Tell us a little bit about your creative backgrounds.
We both graduated from VCU Brandcenter (different years), and met working together as an art director/copywriter team at Walrus, an ad agency here in NYC.
How hungry and indecisive were you the moment you decided to start Menuless?
Ha. Back when we were working together, we were on a low-budget photoshoot where we were on our own for lunch. We were at a random little studio in midtown. Nobody knew what was around for food, nor did anyone want to take charge or suggest anything. You know how it is, no one wants to be the one to blame if you end up with something awful! So anyway, after some half-hearted Yelping and Seamless review-reading, we settled on some unknown pizza place nearby. It was terrible. Like, so bad, that no one even pretended that it was good. We’ve all been there. We’ve all had those bad ordering experiences — especially in big groups — and we were just like, wouldn’t it be nice if there was something that just sent you food and you didn’t have to decide? So anyway, I’d say we were only at a 7/10 for hunger, but a 10/10 on the indecisiveness scale for sure.

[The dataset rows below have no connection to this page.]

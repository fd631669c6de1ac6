// src/models/auth.rs

use chrono::{DateTime, Utc};
use serde::{Deserialize, Serialize};
use uuid::Uuid;
use validator::Validate;

// Representa a conta do locador vinda do banco de dados
#[derive(Debug, Clone, Serialize, sqlx::FromRow)]
#[serde(rename_all = "camelCase")]
pub struct User {
    pub id: Uuid,
    pub email: String,

    #[serde(skip_serializing)] // IMPORTANTE para segurança
    pub password_hash: String,

    pub created_at: DateTime<Utc>,
    pub updated_at: DateTime<Utc>,
}

// Dados para registro de um novo locador
#[derive(Debug, Deserialize, Validate)]
pub struct RegisterUserPayload {
    #[validate(email(message = "O e-mail fornecido é inválido."))]
    pub email: String,
    #[validate(length(min = 6, message = "A senha deve ter no mínimo 6 caracteres."))]
    pub password: String,
}

// Dados para login
#[derive(Debug, Deserialize, Validate)]
pub struct LoginUserPayload {
    #[validate(email(message = "O e-mail fornecido é inválido."))]
    pub email: String,
    #[validate(length(min = 6, message = "A senha deve ter no mínimo 6 caracteres."))]
    pub password: String,
}

// Resposta de autenticação com o token
#[derive(Debug, Serialize)]
pub struct AuthResponse {
    pub token: String,
}

// Estrutura de dados ("claims") dentro do JWT
#[derive(Debug, Serialize, Deserialize)]
pub struct Claims {
    pub sub: Uuid,  // Subject (ID do locador)
    pub exp: usize, // Expiration time
    pub iat: usize, // Issued At
}
// src/services/schedule_service.rs

use chrono::{Datelike, Duration, NaiveDate, NaiveTime};
use sqlx::PgPool;
use uuid::Uuid;

use crate::{
    common::error::AppError,
    db::{PropertyRepository, ScheduleRepository},
    models::schedule::{CleaningSlot, ScheduleWithSlots},
    services::billing_service::billing_month_key,
};

// Gera os horários concretos de um mês a partir dos dias da semana
// escolhidos, das faixas diárias e da duração do slot. Como os slots só
// nascem daqui, todo slot reservável cai, por construção, dentro de uma
// faixa declarada.
pub fn generate_slots(
    year: i32,
    month: u32,
    weekdays: &[i16],
    ranges: &[(NaiveTime, NaiveTime)],
    slot_minutes: i64,
) -> Vec<(NaiveDate, NaiveTime, NaiveTime)> {
    let mut slots = Vec::new();
    if slot_minutes <= 0 {
        return slots;
    }

    let mut day = 1u32;
    while let Some(date) = NaiveDate::from_ymd_opt(year, month, day) {
        let iso_weekday = date.weekday().number_from_monday() as i16;
        if weekdays.contains(&iso_weekday) {
            for &(start, end) in ranges {
                let total_minutes = (end - start).num_minutes();
                let count = total_minutes / slot_minutes;
                for i in 0..count {
                    let slot_start = start + Duration::minutes(i * slot_minutes);
                    let slot_end = start + Duration::minutes((i + 1) * slot_minutes);
                    slots.push((date, slot_start, slot_end));
                }
            }
        }
        day += 1;
    }
    slots
}

// Faixas sobrepostas gerariam slots com o mesmo (data, início) e violariam
// a unique de cleaning_slots; são rejeitadas na validação.
pub fn ranges_overlap(ranges: &[(NaiveTime, NaiveTime)]) -> bool {
    let mut sorted = ranges.to_vec();
    sorted.sort();
    sorted.windows(2).any(|pair| pair[1].0 < pair[0].1)
}

#[derive(Clone)]
pub struct ScheduleService {
    repo: ScheduleRepository,
    property_repo: PropertyRepository,
    pool: PgPool,
}

impl ScheduleService {
    pub fn new(repo: ScheduleRepository, property_repo: PropertyRepository, pool: PgPool) -> Self {
        Self {
            repo,
            property_repo,
            pool,
        }
    }

    // Cria a agenda e pré-gera todos os slots do mês numa transação só.
    pub async fn create_schedule(
        &self,
        landlord_id: Uuid,
        building_id: Uuid,
        month_raw: &str,
        weekdays: Vec<i16>,
        ranges: Vec<(NaiveTime, NaiveTime)>,
        slot_minutes: i32,
    ) -> Result<ScheduleWithSlots, AppError> {
        let month = billing_month_key(month_raw)
            .ok_or_else(|| AppError::InvalidBillingMonth(month_raw.to_string()))?;

        let mut errors = validator::ValidationErrors::new();
        if weekdays.is_empty() || weekdays.iter().any(|d| !(1..=7).contains(d)) {
            let mut err = validator::ValidationError::new("weekdays");
            err.message = Some("Dias da semana devem ser valores ISO entre 1 e 7.".into());
            errors.add("weekdays", err);
        }
        if ranges.is_empty() || ranges.iter().any(|(s, e)| e <= s) {
            let mut err = validator::ValidationError::new("ranges");
            err.message = Some("Cada faixa precisa de fim depois do início.".into());
            errors.add("ranges", err);
        } else if ranges_overlap(&ranges) {
            let mut err = validator::ValidationError::new("ranges");
            err.message = Some("As faixas não podem se sobrepor.".into());
            errors.add("ranges", err);
        }
        if slot_minutes <= 0 {
            let mut err = validator::ValidationError::new("slotMinutes");
            err.message = Some("A duração do slot deve ser positiva.".into());
            errors.add("slotMinutes", err);
        }
        if !errors.is_empty() {
            return Err(AppError::ValidationError(errors));
        }

        self.property_repo
            .find_building(landlord_id, building_id)
            .await?
            .ok_or(AppError::BuildingNotFound)?;

        let year: i32 = month[..4].parse().map_err(|_| {
            AppError::InvalidBillingMonth(month.clone())
        })?;
        let month_number: u32 = month[5..].parse().map_err(|_| {
            AppError::InvalidBillingMonth(month.clone())
        })?;

        let mut tx = self.pool.begin().await?;

        let schedule = self
            .repo
            .create_schedule(&mut *tx, landlord_id, building_id, &month, &weekdays, slot_minutes)
            .await?;

        let mut saved_ranges = Vec::with_capacity(ranges.len());
        for (start, end) in &ranges {
            let range = self
                .repo
                .insert_range(&mut *tx, schedule.id, *start, *end)
                .await?;
            saved_ranges.push(range);
        }

        let generated = generate_slots(year, month_number, &weekdays, &ranges, slot_minutes as i64);
        for (date, start, end) in &generated {
            self.repo
                .insert_slot(&mut *tx, schedule.id, *date, *start, *end)
                .await?;
        }

        tx.commit().await?;

        tracing::info!(
            "Agenda de limpeza criada para {} com {} slot(s)",
            month,
            generated.len()
        );

        let slots = self.repo.list_slots(schedule.id).await?;
        Ok(ScheduleWithSlots {
            schedule,
            ranges: saved_ranges,
            slots,
        })
    }

    pub async fn get_schedule(
        &self,
        landlord_id: Uuid,
        id: Uuid,
    ) -> Result<ScheduleWithSlots, AppError> {
        let schedule = self
            .repo
            .find_schedule(landlord_id, id)
            .await?
            .ok_or(AppError::ScheduleNotFound)?;
        let ranges = self.repo.list_ranges(schedule.id).await?;
        let slots = self.repo.list_slots(schedule.id).await?;
        Ok(ScheduleWithSlots {
            schedule,
            ranges,
            slots,
        })
    }

    pub async fn list_schedules(
        &self,
        landlord_id: Uuid,
        building_id: Option<Uuid>,
    ) -> Result<Vec<crate::models::schedule::CleaningSchedule>, AppError> {
        self.repo.list_schedules(landlord_id, building_id).await
    }

    pub async fn book_slot(
        &self,
        landlord_id: Uuid,
        slot_id: Uuid,
        tenant_id: Uuid,
    ) -> Result<CleaningSlot, AppError> {
        self.repo.book_slot(landlord_id, slot_id, tenant_id).await
    }

    pub async fn cancel_booking(
        &self,
        landlord_id: Uuid,
        slot_id: Uuid,
    ) -> Result<CleaningSlot, AppError> {
        self.repo.cancel_booking(landlord_id, slot_id).await
    }

    pub async fn list_bookings_by_tenant(
        &self,
        landlord_id: Uuid,
        tenant_id: Uuid,
    ) -> Result<Vec<CleaningSlot>, AppError> {
        self.repo.list_bookings_by_tenant(landlord_id, tenant_id).await
    }
}

#[cfg(test)]
mod tests {
    use super::*;
    use crate::testutil;

    fn t(h: u32, m: u32) -> NaiveTime {
        NaiveTime::from_hms_opt(h, m, 0).unwrap()
    }

    #[test]
    fn gera_slots_apenas_nos_dias_escolhidos() {
        // Julho de 2024: terças = 2, 9, 16, 23, 30 (cinco datas).
        let slots = generate_slots(2024, 7, &[2], &[(t(9, 0), t(10, 0))], 30);
        assert_eq!(slots.len(), 5 * 2);
        for (date, _, _) in &slots {
            assert_eq!(date.weekday().number_from_monday(), 2);
        }
    }

    #[test]
    fn slots_cabem_dentro_da_faixa_declarada() {
        let start = t(9, 0);
        let end = t(11, 30);
        let slots = generate_slots(2024, 7, &[1], &[(start, end)], 45);
        // 150 minutos / 45 = 3 slots inteiros; a sobra de 15min é descartada.
        let mondays = 5; // julho de 2024 tem 5 segundas (1, 8, 15, 22, 29)
        assert_eq!(slots.len(), mondays * 3);
        for (_, s, e) in &slots {
            assert!(*s >= start && *e <= end);
            assert_eq!((*e - *s).num_minutes(), 45);
        }
    }

    #[test]
    fn faixa_menor_que_o_slot_nao_gera_nada() {
        let slots = generate_slots(2024, 7, &[1], &[(t(9, 0), t(9, 20))], 30);
        assert!(slots.is_empty());
    }

    #[test]
    fn varias_faixas_no_mesmo_dia() {
        let slots = generate_slots(
            2024,
            2, // fevereiro bissexto: 29 dias
            &[4],
            &[(t(9, 0), t(10, 0)), (t(14, 0), t(15, 0))],
            60,
        );
        // Quintas de fev/2024: 1, 8, 15, 22, 29.
        assert_eq!(slots.len(), 5 * 2);
    }

    #[test]
    fn duracao_invalida_nao_gera_slots() {
        assert!(generate_slots(2024, 7, &[1], &[(t(9, 0), t(12, 0))], 0).is_empty());
    }

    #[test]
    fn faixas_sobrepostas_sao_detectadas() {
        assert!(ranges_overlap(&[(t(9, 0), t(10, 0)), (t(9, 0), t(11, 0))]));
        assert!(ranges_overlap(&[(t(14, 0), t(16, 0)), (t(9, 0), t(15, 0))]));
        // Faixas encostadas não se sobrepõem.
        assert!(!ranges_overlap(&[(t(9, 0), t(10, 0)), (t(10, 0), t(11, 0))]));
        assert!(!ranges_overlap(&[(t(9, 0), t(10, 0))]));
    }

    #[test]
    fn faixas_sem_sobreposicao_geram_inicios_unicos() {
        let slots = generate_slots(
            2024,
            7,
            &[1],
            &[(t(9, 0), t(10, 0)), (t(10, 0), t(12, 0))],
            60,
        );
        let distinct: std::collections::HashSet<_> =
            slots.iter().map(|(date, start, _)| (*date, *start)).collect();
        assert_eq!(slots.len(), distinct.len());
    }

    #[sqlx::test]
    async fn agenda_com_faixas_sobrepostas_e_rejeitada(pool: sqlx::PgPool) {
        let locador = testutil::seed_landlord(&pool).await;
        let predio = testutil::seed_building(&pool, locador, "GA").await;

        let service = testutil::schedule_service(&pool);
        let err = service
            .create_schedule(
                locador,
                predio,
                "2024-07",
                vec![1],
                vec![(t(9, 0), t(10, 0)), (t(9, 0), t(11, 0))],
                60,
            )
            .await;
        assert!(matches!(err, Err(AppError::ValidationError(_))));
    }

    #[sqlx::test]
    async fn horario_ja_reservado_conflita(pool: sqlx::PgPool) {
        let locador = testutil::seed_landlord(&pool).await;
        let predio = testutil::seed_building(&pool, locador, "GA").await;
        let andar = testutil::seed_floor(&pool, locador, predio, 1).await;
        let quarto_1 = testutil::seed_room(&pool, locador, predio, andar, "GA101").await;
        let quarto_2 = testutil::seed_room(&pool, locador, predio, andar, "GA102").await;
        let inquilino_1 = testutil::seed_checked_in_tenant(&pool, locador, quarto_1, None).await;
        let inquilino_2 = testutil::seed_checked_in_tenant(&pool, locador, quarto_2, None).await;

        let service = testutil::schedule_service(&pool);
        let schedule = service
            .create_schedule(
                locador,
                predio,
                "2024-07",
                vec![1],
                vec![(t(9, 0), t(10, 0))],
                30,
            )
            .await
            .unwrap();
        let slot_id = schedule.slots[0].id;

        let booked = service.book_slot(locador, slot_id, inquilino_1.id).await.unwrap();
        assert_eq!(booked.tenant_id, Some(inquilino_1.id));

        let err = service.book_slot(locador, slot_id, inquilino_2.id).await;
        assert!(matches!(err, Err(AppError::SlotAlreadyBooked)));
    }

    #[sqlx::test]
    async fn inquilino_de_outro_locador_nao_reserva(pool: sqlx::PgPool) {
        let locador_a = testutil::seed_landlord(&pool).await;
        let predio_a = testutil::seed_building(&pool, locador_a, "GA").await;

        let locador_b = testutil::seed_landlord(&pool).await;
        let predio_b = testutil::seed_building(&pool, locador_b, "GB").await;
        let andar_b = testutil::seed_floor(&pool, locador_b, predio_b, 1).await;
        let quarto_b = testutil::seed_room(&pool, locador_b, predio_b, andar_b, "GB101").await;
        let inquilino_b =
            testutil::seed_checked_in_tenant(&pool, locador_b, quarto_b, None).await;

        let service = testutil::schedule_service(&pool);
        let schedule = service
            .create_schedule(
                locador_a,
                predio_a,
                "2024-07",
                vec![1],
                vec![(t(9, 0), t(10, 0))],
                30,
            )
            .await
            .unwrap();
        let slot_id = schedule.slots[0].id;

        let err = service.book_slot(locador_a, slot_id, inquilino_b.id).await;
        assert!(matches!(err, Err(AppError::TenantNotFound)));
    }
}
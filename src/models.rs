pub mod announcement;
pub mod auth;
pub mod billing;
pub mod dashboard;
pub mod maintenance;
pub mod parcel;
pub mod property;
pub mod schedule;
pub mod staff;
pub mod tenancy;
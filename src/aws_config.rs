use std::path::PathBuf;

use aws_config::meta::region::RegionProviderChain;
use aws_config::BehaviorVersion;
use aws_types::region::Region;
use configparser::ini::Ini;

pub async fn configure_aws(profile: Option<&str>, region: Option<String>) -> aws_types::SdkConfig {
    let region_provider =
        RegionProviderChain::first_try(region.map(Region::new)).or_default_provider();

    let mut loader = aws_config::defaults(BehaviorVersion::v2024_03_28()).region(region_provider);
    if let Some(profile) = profile {
        loader = loader.profile_name(profile);
    }
    loader.load().await
}

fn profile_files() -> Vec<PathBuf> {
    dirs_next::home_dir()
        .map(|home| vec![home.join(".aws/credentials"), home.join(".aws/config")])
        .unwrap_or_default()
}

/// Profile names found in ~/.aws/credentials and ~/.aws/config.
///
/// Config file sections are named `profile <name>` except for `default`;
/// the prefix is stripped so both files yield plain names. Missing or
/// unreadable files contribute nothing.
pub fn available_profiles() -> Vec<String> {
    let mut profiles = Vec::new();

    for path in profile_files() {
        // new_cs: profile names are case-sensitive
        let mut ini = Ini::new_cs();
        if ini.load(&path).is_err() {
            continue;
        }
        for section in ini.sections() {
            let name = section.strip_prefix("profile ").unwrap_or(&section);
            if !name.is_empty() && !profiles.iter().any(|p| p == name) {
                profiles.push(name.to_string());
            }
        }
    }

    profiles.sort();
    profiles
}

What are your respective roles in building Menuless?
We took on pretty much everything as a team. When it came down to the nitty-gritty of site design and fine-tuning copy, we fell into our old roles a little bit, but really every decision we’ve made has been together.
"Before we found a food ordering API that we could actually use, we considered all sorts of stuff that now seems crazy. Like calling in all of the orders by hand, and even having a dude on an electric bike with a cell phone and bag of cash that would just drive around ordering and delivering shit. We didn’t know what we were doing."
What have been some of the challenges you’ve encountered thus far?
Our first major challenge was figuring out how we were going to get the orders through. It took us a long time and a lot of research to figure out how the hell our website would connect to the restaurants. Before we found a food ordering API that we could actually use, we considered all sorts of stuff that now seems crazy. Like calling in all of the orders by hand, and even having a dude on an electric bike with a cell phone and bag of cash that would just drive around ordering and delivering shit. We didn’t know what we were doing. I’d say that, and doing taxes. Business taxes are a bitch.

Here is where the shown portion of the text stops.